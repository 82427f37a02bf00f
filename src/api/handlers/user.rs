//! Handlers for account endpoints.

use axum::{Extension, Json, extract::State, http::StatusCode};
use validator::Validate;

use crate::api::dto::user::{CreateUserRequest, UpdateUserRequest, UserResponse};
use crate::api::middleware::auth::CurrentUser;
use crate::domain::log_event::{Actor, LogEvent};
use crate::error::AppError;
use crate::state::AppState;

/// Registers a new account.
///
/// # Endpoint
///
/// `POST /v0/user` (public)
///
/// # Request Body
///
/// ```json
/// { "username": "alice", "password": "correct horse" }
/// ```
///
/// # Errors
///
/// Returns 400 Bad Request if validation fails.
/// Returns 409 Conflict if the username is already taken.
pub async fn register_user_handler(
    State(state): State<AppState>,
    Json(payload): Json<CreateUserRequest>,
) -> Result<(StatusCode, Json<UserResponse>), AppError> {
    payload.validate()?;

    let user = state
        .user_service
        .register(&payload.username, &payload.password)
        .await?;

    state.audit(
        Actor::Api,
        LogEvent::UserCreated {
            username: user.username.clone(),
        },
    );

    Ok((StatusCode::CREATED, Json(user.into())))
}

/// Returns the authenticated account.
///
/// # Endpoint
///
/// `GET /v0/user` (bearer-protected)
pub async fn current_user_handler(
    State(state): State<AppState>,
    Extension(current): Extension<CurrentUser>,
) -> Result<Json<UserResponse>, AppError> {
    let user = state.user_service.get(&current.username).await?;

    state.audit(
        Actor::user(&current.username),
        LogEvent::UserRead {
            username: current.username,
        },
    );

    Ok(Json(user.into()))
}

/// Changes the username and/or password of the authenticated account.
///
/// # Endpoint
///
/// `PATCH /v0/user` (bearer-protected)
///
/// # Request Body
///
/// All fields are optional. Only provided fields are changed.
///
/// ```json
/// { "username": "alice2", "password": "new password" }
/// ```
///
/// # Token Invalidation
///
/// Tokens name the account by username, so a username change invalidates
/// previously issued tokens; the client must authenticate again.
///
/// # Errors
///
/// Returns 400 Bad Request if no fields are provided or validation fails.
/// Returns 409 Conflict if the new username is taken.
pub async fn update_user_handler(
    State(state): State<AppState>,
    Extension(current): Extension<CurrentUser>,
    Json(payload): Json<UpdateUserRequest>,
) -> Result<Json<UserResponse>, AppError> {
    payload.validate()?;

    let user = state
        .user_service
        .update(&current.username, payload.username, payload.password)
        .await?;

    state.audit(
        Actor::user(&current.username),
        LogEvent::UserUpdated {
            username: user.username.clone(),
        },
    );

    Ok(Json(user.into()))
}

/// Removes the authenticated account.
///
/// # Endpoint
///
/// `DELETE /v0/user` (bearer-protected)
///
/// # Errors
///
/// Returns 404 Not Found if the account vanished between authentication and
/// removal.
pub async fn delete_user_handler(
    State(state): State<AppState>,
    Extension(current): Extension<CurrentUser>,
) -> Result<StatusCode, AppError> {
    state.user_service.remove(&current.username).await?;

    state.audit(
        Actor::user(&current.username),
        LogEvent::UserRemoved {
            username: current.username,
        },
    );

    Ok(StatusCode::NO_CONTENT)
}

===============

— Task objective —
Your answer must be the full set of records above, reproduced exactly.

— Completed exercise —
repository 82427f37a02bf00f
filename src/api/handlers/user.rs
//! Handlers for account endpoints.

use axum::{Extension, Json, extract::State, http::StatusCode};
use validator::Validate;

use crate::api::dto::user::{CreateUserRequest, UpdateUserRequest, UserResponse};
use crate::api::middleware::auth::CurrentUser;
use crate::domain::log_event::{Actor, LogEvent};
use crate::error::AppError;
use crate::state::AppState;

/// Registers a new account.
///
/// # Endpoint
///
/// `POST /v0/user` (public)
///
/// # Request Body
///
/// ```json
/// { "username": "alice", "password": "correct horse" }
/// ```
///
/// # Errors
///
/// Returns 400 Bad Request if validation fails.
/// Returns 409 Conflict if the username is already taken.
pub async fn register_user_handler(
    State(state): State<AppState>,
    Json(payload): Json<CreateUserRequest>,
) -> Result<(StatusCode, Json<UserResponse>), AppError> {
    payload.validate()?;

    let user = state
        .user_service
        .register(&payload.username, &payload.password)
        .await?;

    state.audit(
        Actor::Api,
        LogEvent::UserCreated {
            username: user.username.clone(),
        },
    );

    Ok((StatusCode::CREATED, Json(user.into())))
}

/// Returns the authenticated account.
///
/// # Endpoint
///
/// `GET /v0/user` (bearer-protected)
pub async fn current_user_handler(
    State(state): State<AppState>,
    Extension(current): Extension<CurrentUser>,
) -> Result<Json<UserResponse>, AppError> {
    let user = state.user_service.get(&current.username).await?;

    state.audit(
        Actor::user(&current.username),
        LogEvent::UserRead {
            username: current.username,
        },
    );

    Ok(Json(user.into()))
}

/// Changes the username and/or password of the authenticated account.
///
/// # Endpoint
///
/// `PATCH /v0/user` (bearer-protected)
///
/// # Request Body
///
/// All fields are optional. Only provided fields are changed.
///
/// ```json
/// { "username": "alice2", "password": "new password" }
/// ```
///
/// # Token Invalidation
///
/// Tokens name the account by username, so a username change invalidates
/// previously issued tokens; the client must authenticate again.
///
/// # Errors
///
/// Returns 400 Bad Request if no fields are provided or validation fails.
/// Returns 409 Conflict if the new username is taken.
pub async fn update_user_handler(
    State(state): State<AppState>,
    Extension(current): Extension<CurrentUser>,
    Json(payload): Json<UpdateUserRequest>,
) -> Result<Json<UserResponse>, AppError> {
    payload.validate()?;

    let user = state
        .user_service
        .update(&current.username, payload.username, payload.password)
        .await?;

    state.audit(
        Actor::user(&current.username),
        LogEvent::UserUpdated {
            username: user.username.clone(),
        },
    );

    Ok(Json(user.into()))
}

/// Removes the authenticated account.
///
/// # Endpoint
///
/// `DELETE /v0/user` (bearer-protected)
///
/// # Errors
///
/// Returns 404 Not Found if the account vanished between authentication and
/// removal.
pub async fn delete_user_handler(
    State(state): State<AppState>,
    Extension(current): Extension<CurrentUser>,
) -> Result<StatusCode, AppError> {
    state.user_service.remove(&current.username).await?;

    state.audit(
        Actor::user(&current.username),
        LogEvent::UserRemoved {
            username: current.username,
        },
    );

    Ok(StatusCode::NO_CONTENT)
}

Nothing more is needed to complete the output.